### DATA RECORDS ###

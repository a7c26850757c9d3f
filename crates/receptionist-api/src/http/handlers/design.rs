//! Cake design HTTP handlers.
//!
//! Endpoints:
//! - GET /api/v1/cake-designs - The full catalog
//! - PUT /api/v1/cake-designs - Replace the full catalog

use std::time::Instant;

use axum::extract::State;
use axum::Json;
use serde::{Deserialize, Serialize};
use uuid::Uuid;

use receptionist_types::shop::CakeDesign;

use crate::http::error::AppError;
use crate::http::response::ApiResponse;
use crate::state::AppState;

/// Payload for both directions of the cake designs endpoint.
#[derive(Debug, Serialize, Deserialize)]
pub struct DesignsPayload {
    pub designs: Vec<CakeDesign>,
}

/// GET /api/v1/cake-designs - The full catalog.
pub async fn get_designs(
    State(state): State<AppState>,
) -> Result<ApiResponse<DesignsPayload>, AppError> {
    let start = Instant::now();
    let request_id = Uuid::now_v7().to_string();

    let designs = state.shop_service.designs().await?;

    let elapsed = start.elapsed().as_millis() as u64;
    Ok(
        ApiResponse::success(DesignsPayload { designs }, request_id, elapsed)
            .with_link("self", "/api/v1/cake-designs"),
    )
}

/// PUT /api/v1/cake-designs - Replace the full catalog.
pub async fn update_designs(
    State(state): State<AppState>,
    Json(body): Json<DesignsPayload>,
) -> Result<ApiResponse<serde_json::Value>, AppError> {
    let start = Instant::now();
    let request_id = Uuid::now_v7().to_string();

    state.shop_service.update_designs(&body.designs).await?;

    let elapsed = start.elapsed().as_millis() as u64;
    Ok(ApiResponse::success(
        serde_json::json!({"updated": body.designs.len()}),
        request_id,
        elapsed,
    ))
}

###
### DATA RECORDS ###

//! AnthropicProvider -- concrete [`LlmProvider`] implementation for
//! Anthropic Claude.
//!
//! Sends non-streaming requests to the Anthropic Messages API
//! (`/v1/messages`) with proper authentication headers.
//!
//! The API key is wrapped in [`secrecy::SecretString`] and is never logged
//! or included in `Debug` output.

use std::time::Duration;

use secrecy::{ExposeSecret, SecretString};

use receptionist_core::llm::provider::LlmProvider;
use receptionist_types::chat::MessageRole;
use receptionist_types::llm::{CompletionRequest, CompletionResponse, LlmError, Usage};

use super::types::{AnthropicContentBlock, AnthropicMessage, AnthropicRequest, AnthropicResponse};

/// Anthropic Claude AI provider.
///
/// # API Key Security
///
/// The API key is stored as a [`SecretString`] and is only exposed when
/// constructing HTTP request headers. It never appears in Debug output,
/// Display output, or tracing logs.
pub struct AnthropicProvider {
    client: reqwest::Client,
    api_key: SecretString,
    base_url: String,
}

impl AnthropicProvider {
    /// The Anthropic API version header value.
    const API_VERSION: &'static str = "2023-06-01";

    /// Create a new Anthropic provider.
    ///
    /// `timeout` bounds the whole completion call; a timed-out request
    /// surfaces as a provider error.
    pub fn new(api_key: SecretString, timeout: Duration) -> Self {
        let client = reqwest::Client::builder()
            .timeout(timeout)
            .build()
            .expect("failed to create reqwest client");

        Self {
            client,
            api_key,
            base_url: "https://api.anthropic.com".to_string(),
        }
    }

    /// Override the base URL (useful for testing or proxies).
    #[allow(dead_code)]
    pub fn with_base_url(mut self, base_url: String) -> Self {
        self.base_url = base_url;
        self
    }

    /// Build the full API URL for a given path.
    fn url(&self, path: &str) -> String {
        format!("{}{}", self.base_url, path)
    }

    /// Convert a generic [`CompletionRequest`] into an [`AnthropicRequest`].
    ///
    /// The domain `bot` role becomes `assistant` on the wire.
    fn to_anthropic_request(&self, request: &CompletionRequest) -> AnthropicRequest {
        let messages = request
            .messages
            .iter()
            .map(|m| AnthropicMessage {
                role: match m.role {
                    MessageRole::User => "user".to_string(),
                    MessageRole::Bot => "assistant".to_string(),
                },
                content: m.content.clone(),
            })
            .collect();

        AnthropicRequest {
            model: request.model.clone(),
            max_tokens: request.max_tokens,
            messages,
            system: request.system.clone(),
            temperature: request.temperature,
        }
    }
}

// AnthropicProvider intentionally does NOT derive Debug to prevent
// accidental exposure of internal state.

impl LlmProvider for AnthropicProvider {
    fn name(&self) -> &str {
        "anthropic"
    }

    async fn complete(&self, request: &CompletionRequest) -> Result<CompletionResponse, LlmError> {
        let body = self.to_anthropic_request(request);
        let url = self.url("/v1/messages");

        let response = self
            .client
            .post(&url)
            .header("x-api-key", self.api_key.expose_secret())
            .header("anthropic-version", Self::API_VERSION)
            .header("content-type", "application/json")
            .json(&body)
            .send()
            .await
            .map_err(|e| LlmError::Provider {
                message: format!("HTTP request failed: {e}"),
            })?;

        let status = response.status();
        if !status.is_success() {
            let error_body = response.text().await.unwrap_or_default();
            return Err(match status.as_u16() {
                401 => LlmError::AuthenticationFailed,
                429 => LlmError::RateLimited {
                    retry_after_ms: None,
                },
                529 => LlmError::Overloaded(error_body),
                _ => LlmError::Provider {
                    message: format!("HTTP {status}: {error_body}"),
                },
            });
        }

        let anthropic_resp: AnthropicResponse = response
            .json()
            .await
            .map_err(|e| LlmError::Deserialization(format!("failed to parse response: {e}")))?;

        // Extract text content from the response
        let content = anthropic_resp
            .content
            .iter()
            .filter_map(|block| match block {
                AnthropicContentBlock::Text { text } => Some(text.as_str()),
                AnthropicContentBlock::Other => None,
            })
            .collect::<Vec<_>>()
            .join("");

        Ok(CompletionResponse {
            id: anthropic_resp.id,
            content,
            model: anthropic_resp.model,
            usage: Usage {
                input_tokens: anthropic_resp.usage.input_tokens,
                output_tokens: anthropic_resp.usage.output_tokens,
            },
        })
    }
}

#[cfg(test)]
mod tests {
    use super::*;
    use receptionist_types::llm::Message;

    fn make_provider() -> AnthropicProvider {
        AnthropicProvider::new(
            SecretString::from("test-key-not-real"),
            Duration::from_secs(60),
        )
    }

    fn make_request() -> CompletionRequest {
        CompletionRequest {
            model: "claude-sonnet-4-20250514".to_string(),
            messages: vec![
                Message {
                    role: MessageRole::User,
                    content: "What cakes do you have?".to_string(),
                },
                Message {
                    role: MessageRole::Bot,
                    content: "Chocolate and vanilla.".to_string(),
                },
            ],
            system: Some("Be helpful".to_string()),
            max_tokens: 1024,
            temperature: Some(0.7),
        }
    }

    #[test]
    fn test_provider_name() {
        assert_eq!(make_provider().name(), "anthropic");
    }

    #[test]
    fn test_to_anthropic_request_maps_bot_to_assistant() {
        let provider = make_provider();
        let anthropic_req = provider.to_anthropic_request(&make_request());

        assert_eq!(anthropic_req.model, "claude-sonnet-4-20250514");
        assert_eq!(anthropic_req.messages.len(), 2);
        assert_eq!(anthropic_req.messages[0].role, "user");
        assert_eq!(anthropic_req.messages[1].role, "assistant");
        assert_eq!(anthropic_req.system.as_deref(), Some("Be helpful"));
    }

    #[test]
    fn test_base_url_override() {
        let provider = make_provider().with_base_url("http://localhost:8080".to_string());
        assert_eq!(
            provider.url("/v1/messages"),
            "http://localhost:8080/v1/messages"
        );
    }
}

###
### DATA RECORDS ###

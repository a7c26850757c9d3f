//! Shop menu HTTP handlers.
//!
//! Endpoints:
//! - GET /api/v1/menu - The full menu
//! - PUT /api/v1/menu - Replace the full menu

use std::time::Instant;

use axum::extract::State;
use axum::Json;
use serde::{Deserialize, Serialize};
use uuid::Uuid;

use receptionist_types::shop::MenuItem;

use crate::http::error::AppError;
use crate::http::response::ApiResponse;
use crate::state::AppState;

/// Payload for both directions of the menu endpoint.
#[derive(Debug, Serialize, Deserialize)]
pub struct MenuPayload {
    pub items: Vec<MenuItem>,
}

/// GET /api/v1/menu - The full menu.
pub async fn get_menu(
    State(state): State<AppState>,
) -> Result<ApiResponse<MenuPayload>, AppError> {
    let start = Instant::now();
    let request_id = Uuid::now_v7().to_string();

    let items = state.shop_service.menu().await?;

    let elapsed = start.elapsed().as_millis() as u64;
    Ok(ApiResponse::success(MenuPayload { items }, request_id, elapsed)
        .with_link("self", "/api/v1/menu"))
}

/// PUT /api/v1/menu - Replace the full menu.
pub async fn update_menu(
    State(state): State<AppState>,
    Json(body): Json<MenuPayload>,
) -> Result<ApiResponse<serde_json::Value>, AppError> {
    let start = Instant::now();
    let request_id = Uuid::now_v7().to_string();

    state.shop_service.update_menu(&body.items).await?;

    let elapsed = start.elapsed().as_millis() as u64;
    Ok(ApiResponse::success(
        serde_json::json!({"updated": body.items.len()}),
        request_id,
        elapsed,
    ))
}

###

The answer must be every line of the records that holds the string "format".

→ WRITTEN SOLUTION:
        format!("{}{}", self.base_url, path)
                message: format!("HTTP request failed: {e}"),
                    message: format!("HTTP {status}: {error_body}"),
            .map_err(|e| LlmError::Deserialization(format!("failed to parse response: {e}")))?;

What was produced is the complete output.